子宮頸がんを防ぐ高い効果があるHPVワクチンですが、一度は接種を見送った人もいます。後からうってみて、どんな感じだったのでしょう? 20歳でHPVワクチンをうち、男性にも無料接種を広げようとしている大学生に聞いてみました。

若い女性もなる子宮頸がん(※)を防ぐHPVワクチン。

小6から高1の女子が無料でうてるようになった2013年当時、「うった後に具合が悪くなる」という女の子がたくさん報じられ、8年半もほとんどうたれない状態が続いてきました。

でも、その後、研究が進んで、とても安全なワクチンだということが証明され、日本も「積極的にうってほしいワクチンだとおすすめします」とお知らせを送るようになりました。

一度はうつのをやめておいたけれど、後からうった先輩たちは、実際どんな経験をしたのでしょう?

まずは20歳の時にHPVワクチンをうった大学3年生の川上詩子さん(21)に聞いてみましょう。

※子宮頸がん 子宮の出口の部分にできるがん。子宮を取る手術が必要となることが多く、日本では毎年約1万1000人がかかり、約2900人が亡くなっている。20代から増え始め、30代、40代が多い。子育て中に命を奪うことから「マザーキラー(母親殺し)」とも呼ばれている。

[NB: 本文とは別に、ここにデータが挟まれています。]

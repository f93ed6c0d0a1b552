//! Handles the optional configuration file of the runner.

use std::path::Path;

use anyhow::Context;
use serde::{Deserialize, Serialize};
use tracing::{debug, info};

use crate::error::CIError;
use crate::CIResult;

/// Configuration for the runner. Every value can be overridden from the command line.
#[derive(Serialize, Deserialize, Default, Debug, PartialEq)]
#[serde(default, deny_unknown_fields)]
pub struct Config {
    /// Maven invocation.
    pub maven: MavenConfig,

    /// Integration test values.
    pub it: ItConfig,
}

/// Maven section of the configuration.
#[derive(Serialize, Deserialize, Default, Debug, PartialEq)]
#[serde(default, deny_unknown_fields)]
pub struct MavenConfig {
    /// Maven program.
    pub program: Option<String>,

    /// Path to the root pom.
    pub pom: Option<String>,
}

/// Integration test section of the configuration.
#[derive(Serialize, Deserialize, Default, Debug, PartialEq)]
#[serde(default, deny_unknown_fields)]
pub struct ItConfig {
    pub region: Option<String>,
    pub project: Option<String>,
    pub artifact_bucket: Option<String>,
    pub stage_bucket: Option<String>,
    pub private_connectivity: Option<String>,
    pub spanner_host: Option<String>,
    pub release: Option<bool>,
    pub retry_failures: Option<u32>,
    pub oracle_host: Option<String>,
    pub oracle_sys_password: Option<String>,
    pub cloud_proxy_host: Option<String>,
    pub cloud_proxy_mysql_port: Option<u16>,
    pub cloud_proxy_postgres_port: Option<u16>,
    pub cloud_proxy_password: Option<String>,
}

impl Config {
    /// Load the configuration, or the default one when no path is given.
    pub fn load(path: Option<&Path>) -> CIResult<Config> {
        let path = match path {
            Some(path) => path,
            None => {
                info!("no config file given, default config loaded");
                return Ok(Config::default());
            }
        };

        let file = std::fs::read_to_string(path)
            .with_context(|| CIError::ConfigUnreadable(path.to_path_buf()))?;
        let config = toml::from_str(&file)
            .with_context(|| CIError::ConfigInvalid(path.to_path_buf()))?;
        debug!(?config);

        Ok(config)
    }
}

SNSの医師たちの発信で、HPVワクチンについて学び直す

川上さんは2001年生まれで、HPVワクチンを無料でうてるようになった世代です。

ただ小5から中3までは父親の仕事の関係でブラジルに住んでいて、現地で通っていた中学校では保健室で無料でうてました。周りの友達もみんなうっていて、問題なく過ごしていました。

ところがその頃、日本では「HPVワクチンの健康被害」を訴える報道が盛んに流されていました。日本の報道をチェックしていた川上さんの母親は「日本で大変なことになっているからうたないで」と止めたのです。

その後、2017年に高校入学のタイミングで帰国した川上さんは、HPVワクチンのことなどすっかり忘れて過ごしていました。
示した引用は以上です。